A fourth input 1002D, which may be R view 840 of FIG. 9B, is input to a fourth feature extraction unit 1004D. For example, the data structure of R view 840 (fourth input 1002D) is 512×512×1. Fourth feature extraction unit 1004D outputs features having, for example, 126×126×64 data structure.
The output from third feature extraction unit 1004C and the output from fourth feature extraction unit 1004D are input to a second SKFF unit 1006B. The output from second SKFF unit 10006B is input to a second transformer 1008B.
The output from first transformer 1008A and the output of second transformer 1008B are input to a third SKFF unit 1006C. The output from third SKFF unit 10006C is input to a third transformer 1008C. The output from third transformer 1008C is input to a reconstruction unit 1010. A reconstruction unit reconstructs image such that the features of the reconstructed image are close to those of the target image.
The output of reconstruction unit 1010 is input to an upsample unit 1012. The input to upsample unit 1012 has 128×128×64 data structure, upsample unit 1012 changes the data structure to 512×512×1, which is same as the original inputs. The original inputs are U view 810, D view 820, L view 830, and R view 840. The output from upsample unit 1012 is combined with a reference image 1014 to produce an output Bayer image 1016 having 512×512×1 data structure, which is a 512×512 2D image. Reference image 1014 may be (L view+R view)/2, which is same as (U view+D view)/2. Noticed that (L view+R view)/2=(U view+D view)/2=(Ul view+Ur view+Dl view+Dr view)/4. Output Bayer image 1016 is a deblurred image of blurred input QPD image 902.
Before CNN 904 can be used for producing deblurred image 906, CNN 904 must be trained with a number of training pairs, which are input-output pairs of blurred input QPD images including their U views, D views, L views, and R views, and the corresponding output ground truth deblurred Bayer images. The blurred input QPD image is a QPD Bayer image (as shown in FIG. 6) having a m×m size, and the output deblurred Bayer image has a ¼ (m×m) size, m is an integer.

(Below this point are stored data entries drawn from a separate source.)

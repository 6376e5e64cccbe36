use std::fmt;

use serde::{Deserialize, Serialize};

macro_rules! string_id_newtype {
    ($name:ident) => {
        #[derive(Debug, Clone, PartialEq, Eq, Hash, PartialOrd, Ord, Serialize, Deserialize)]
        #[serde(transparent)]
        pub struct $name(pub String);

        impl $name {
            pub fn new(value: impl Into<String>) -> Self {
                Self(value.into())
            }

            pub fn as_str(&self) -> &str {
                &self.0
            }
        }

        impl fmt::Display for $name {
            fn fmt(&self, f: &mut fmt::Formatter<'_>) -> fmt::Result {
                f.write_str(&self.0)
            }
        }
    };
}

string_id_newtype!(LessonId);

/// A bookable lesson as served by `GET /lessons` and `GET /search`.
///
/// `space` is the remaining capacity. Fields the client does not interpret
/// (images, icons, descriptions) are kept in `extra`.
#[derive(Debug, Clone, PartialEq, Serialize, Deserialize)]
pub struct Lesson {
    #[serde(rename = "_id")]
    pub id: LessonId,
    pub topic: String,
    #[serde(default)]
    pub location: String,
    pub price: f64,
    pub space: u32,
    #[serde(flatten)]
    pub extra: serde_json::Map<String, serde_json::Value>,
}

impl Lesson {
    pub fn new(
        id: impl Into<String>,
        topic: impl Into<String>,
        location: impl Into<String>,
        price: f64,
        space: u32,
    ) -> Self {
        Self {
            id: LessonId::new(id),
            topic: topic.into(),
            location: location.into(),
            price,
            space,
            extra: serde_json::Map::new(),
        }
    }

    pub fn is_available(&self) -> bool {
        self.space > 0
    }
}

#[derive(Debug, Clone, Default, PartialEq, Eq, Serialize, Deserialize)]
pub struct Customer {
    pub name: String,
    pub phone: String,
}

/// Mock card details. Validated locally, never sent to the backend.
#[derive(Debug, Clone, Default, PartialEq, Eq)]
pub struct PaymentDetails {
    pub card_number: String,
    pub expiry: String,
    pub cvc: String,
}

#[cfg(test)]
#[path = "tests/domain_tests.rs"]
mod tests;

While the present invention has been described herein with respect to the exemplary embodiments and the best mode for practicing the invention, it will be apparent to one of ordinary skill in the art that many modifications, improvements and sub-combinations of the various embodiments, adaptations, and variations can be made to the invention without departing from the spirit and scope thereof.
The terms used in the following claims should not be construed to limit the invention to the specific embodiments disclosed in the specification and the claims. Rather, the scope is to be determined entirely by the following claims, which are to be construed in accordance with established doctrines of claim interpretation. The present specification and figures are accordingly to be regarded as illustrative rather than restrictive.